In the **Data Mapping** area, fill in the configuration parameters related to data mapping.
Click the **Retrieve from Server** button to get sample data from the PostgreSQL server.
Click the **Retrieve from Server** button to fetch sample data from the PostgreSQL server.
In the **Extract or Split from Columns** section, fill in the fields to extract or split from the message body. For example, split the `vValue` field into `vValue_0` and `vValue_1` using the split extractor, specifying `,` as the separator and `2` for the number.

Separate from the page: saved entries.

//! Summaries computed over area selections
//!
//! Every registered [`AreaAggregator`] runs against each new area selection.
//! Results for an area that has since been replaced are dropped on arrival.

use std::sync::Arc;

use ahash::AHashMap;
use parking_lot::{Mutex, RwLock};

use crate::selection::AreaSelection;

/// Tabular summary of an area, as produced by an aggregator
#[derive(Debug, Clone, PartialEq)]
pub struct AreaSummary {
    pub columns: Vec<String>,
    pub rows: Vec<Vec<serde_json::Value>>,
}

/// Turns an area (interval plus resolved tracks) into a summary
#[async_trait::async_trait]
pub trait AreaAggregator: Send + Sync {
    /// Key the summary is published under
    fn id(&self) -> &str;

    /// `None` when the area holds nothing this aggregator understands
    async fn compute(&self, area: &AreaSelection) -> Option<AreaSummary>;
}

#[derive(Default)]
struct AggregationState {
    generation: u64,
    summaries: AHashMap<String, AreaSummary>,
}

/// Runs aggregators and holds the summaries for the current area
#[derive(Default)]
pub struct AggregationManager {
    aggregators: RwLock<Vec<Arc<dyn AreaAggregator>>>,
    state: Arc<Mutex<AggregationState>>,
}

impl AggregationManager {
    pub fn new() -> Self {
        Self::default()
    }

    pub fn register_aggregator(&self, aggregator: Arc<dyn AreaAggregator>) {
        self.aggregators.write().push(aggregator);
    }

    /// Drop current summaries and start computing new ones for `area`
    pub fn aggregate_area(&self, area: AreaSelection, runtime: &tokio::runtime::Handle) {
        let generation = {
            let mut state = self.state.lock();
            state.generation += 1;
            state.summaries.clear();
            state.generation
        };

        let aggregators = self.aggregators.read().clone();
        if aggregators.is_empty() {
            return;
        }

        let state = self.state.clone();
        runtime.spawn(async move {
            for aggregator in aggregators {
                let summary = aggregator.compute(&area).await;

                let mut state = state.lock();
                if state.generation != generation {
                    tracing::trace!(aggregator = aggregator.id(), "dropping stale area summary");
                    return;
                }
                match summary {
                    Some(summary) => {
                        tracing::debug!(
                            aggregator = aggregator.id(),
                            rows = summary.rows.len(),
                            "area summary ready"
                        );
                        state.summaries.insert(aggregator.id().to_string(), summary);
                    }
                    None => {
                        state.summaries.remove(aggregator.id());
                    }
                }
            }
        });
    }

    /// Forget all summaries; in-flight computations become no-ops
    pub fn clear(&self) {
        let mut state = self.state.lock();
        state.generation += 1;
        state.summaries.clear();
    }

    pub fn summary(&self, aggregator_id: &str) -> Option<AreaSummary> {
        self.state.lock().summaries.get(aggregator_id).cloned()
    }

    pub fn summaries(&self) -> AHashMap<String, AreaSummary> {
        self.state.lock().summaries.clone()
    }

    pub fn is_empty(&self) -> bool {
        self.state.lock().summaries.is_empty()
    }
}

#[cfg(test)]
mod tests {
    use super::*;
    use crate::selection::Area;
    use std::time::Duration;

    struct TrackCount {
        delay: Duration,
    }

    #[async_trait::async_trait]
    impl AreaAggregator for TrackCount {
        fn id(&self) -> &str {
            "track_count"
        }

        async fn compute(&self, area: &AreaSelection) -> Option<AreaSummary> {
            tokio::time::sleep(self.delay).await;
            Some(AreaSummary {
                columns: vec!["tracks".to_string()],
                rows: vec![vec![serde_json::json!(area.area.track_uris().len())]],
            })
        }
    }

    fn area(uris: &[&str]) -> AreaSelection {
        let uris = uris.iter().map(|s| s.to_string()).collect();
        AreaSelection::new(Area::new(0, 10, uris).unwrap())
    }

    #[tokio::test(start_paused = true)]
    async fn test_summary_published() {
        let manager = AggregationManager::new();
        manager.register_aggregator(Arc::new(TrackCount {
            delay: Duration::from_millis(5),
        }));

        manager.aggregate_area(area(&["a", "b"]), &tokio::runtime::Handle::current());
        assert!(manager.is_empty());

        tokio::time::sleep(Duration::from_millis(10)).await;
        let summary = manager.summary("track_count").unwrap();
        assert_eq!(summary.rows, vec![vec![serde_json::json!(2)]]);
    }

    #[tokio::test(start_paused = true)]
    async fn test_clear_discards_in_flight_summary() {
        let manager = AggregationManager::new();
        manager.register_aggregator(Arc::new(TrackCount {
            delay: Duration::from_millis(20),
        }));

        manager.aggregate_area(area(&["a"]), &tokio::runtime::Handle::current());
        manager.clear();

        tokio::time::sleep(Duration::from_millis(50)).await;
        assert!(manager.summaries().is_empty());
    }
}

In **Extract or Split from Column**, fill in the fields to extract or split from the message body, for example: split the `vValue` field into `vValue_0` and `vValue_1`, select the split extractor, fill in the separator `,`, and number `2`.
In the **Filtering** section, enter filtering conditions; for example, entering `Value > 0` means that only data where Value is greater than 0 will be written to TDengine.
In **Filter**, fill in the filtering conditions, for example: write `Value > 0`, then only data where Value is greater than 0 will be written to TDengine.
In the **Mapping** section, select the supertable to map to TDengine and specify the columns to map to the supertable.
In **Mapping**, select the supertable in TDengine to map to, and the columns to map to the supertable.
Click **Preview** to view the mapping results.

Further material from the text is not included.